During 2006 we were offered to go to China for the Second Traditional World Wushu Championships. We were going to Zhengzhou, home of the famous Shaolin Temple and Chen Village, one of the cradles of Tai Chi Chuan. Our group began to practice hard every day and every free moment we had it was for practice. Our friend from the first story, didn't joined the group, because he planned to go to India to visit his guru. He already made up a wall, because he didn't take kindly the corrections made by one of the senior students. Instead of going to his center self and take the opportunity to be part of the group and to benefit from the practice, he decided to stay out of the group and fall behind.
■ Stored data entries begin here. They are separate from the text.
use chrono::{DateTime, Utc};

use super::store::StoreError;
use crate::models::{ChatRoute, Conversation, Notification};
use crate::swipe::CardVariant;

/// What tapping a resting card does.
#[derive(Clone, Debug, PartialEq, Eq)]
pub enum OpenAction {
    Navigate(ChatRoute),
    MarkRead,
}

/// Text of the delete confirmation dialog.
#[derive(Clone, Debug, PartialEq, Eq)]
pub struct DeletePrompt {
    pub title: String,
    pub message: String,
}

/// A record a [`ListScreen`](super::ListScreen) can render as a swipeable card.
pub trait ListSubject: Clone + 'static {
    const VARIANT: CardVariant;

    /// Stable key of the record in its collection.
    fn id(&self) -> &str;

    fn open_action(&self) -> OpenAction;

    fn delete_prompt(&self) -> DeletePrompt;

    /// Alert body shown when a delete fails with `error`.
    fn delete_failed_message(error: &StoreError) -> &'static str;

    /// Alert body shown after a successful delete, if any.
    fn deleted_notice() -> Option<&'static str> {
        None
    }

    fn is_unread(&self) -> bool {
        false
    }

    fn mark_read(&mut self, _at: DateTime<Utc>) {}
}

impl ListSubject for Conversation {
    const VARIANT: CardVariant = CardVariant::Conversation;

    fn id(&self) -> &str {
        &self.id
    }

    fn open_action(&self) -> OpenAction {
        OpenAction::Navigate(self.chat_route())
    }

    fn delete_prompt(&self) -> DeletePrompt {
        DeletePrompt {
            title: "Konuşmayı Sil".to_string(),
            message: format!(
                "{} ile olan konuşmayı silmek istediğinizden emin misiniz?",
                self.other_user.full_name()
            ),
        }
    }

    fn delete_failed_message(error: &StoreError) -> &'static str {
        match error {
            StoreError::Network(_) => "Ağ hatası",
            _ => "Konuşma silinemedi",
        }
    }

    fn deleted_notice() -> Option<&'static str> {
        Some("Konuşma silindi")
    }
}

impl ListSubject for Notification {
    const VARIANT: CardVariant = CardVariant::Notification;

    fn id(&self) -> &str {
        &self.id
    }

    fn open_action(&self) -> OpenAction {
        OpenAction::MarkRead
    }

    fn delete_prompt(&self) -> DeletePrompt {
        DeletePrompt {
            title: "Bildirimi Sil".to_string(),
            message: format!(
                "\"{}\" bildirimini silmek istediğinizden emin misiniz?",
                self.title
            ),
        }
    }

    fn delete_failed_message(_error: &StoreError) -> &'static str {
        "Bildirim silinemedi. Lütfen tekrar deneyin."
    }

    fn is_unread(&self) -> bool {
        Notification::is_unread(self)
    }

    fn mark_read(&mut self, at: DateTime<Utc>) {
        Notification::mark_read(self, at);
    }
}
Last story (I promise this will be short, I hope). When I was playing guitar with the last band that I played with, the director of the group wanted to rehearse the songs the same way they were recorded. There was no room for improvisation. I thought this is wrong, because we have to fill 3 sets of 45 minutes each, so each song is about 3 minutes, by the time we finished the first set, we would have, at least 25 minutes more to play. Coming from a Classic Rock background (Hendrix, Cream, Led Zeppelin, Santana), I'm used to play long solos and I was cut of expressing myself each time we rehearsed, so I had to adapt to play the songs within their time limit. Anyway, long story short, we went to play to a nearby pub and what happened? Our first set lasted 20 minutes. We still had 25 minutes to play. The band director didn't know what to do, so he was planning to add more songs, which didn't resolve the problem. The sax player and I conspired and we planned to take over the second set. Once we began playing, I kept looking at the horn section for the solo cues. We began to stretch the solos and the band's director went nuts. He wanted to play the song the way we rehearsed. I said to him: "Keep playing and enjoy". Lo and behold the band found the groove, the director (he was the bass player) kept playing and by the end of the second set, he was fired up, happy that the set went smooth and we played our best.
This week's reading is about of letting loose, not taking ourselves seriously. Instead of complaining and look at the limitations or walls that are in front of us, it's about going around the walls. Take advantage of the limitations and make them unlimited.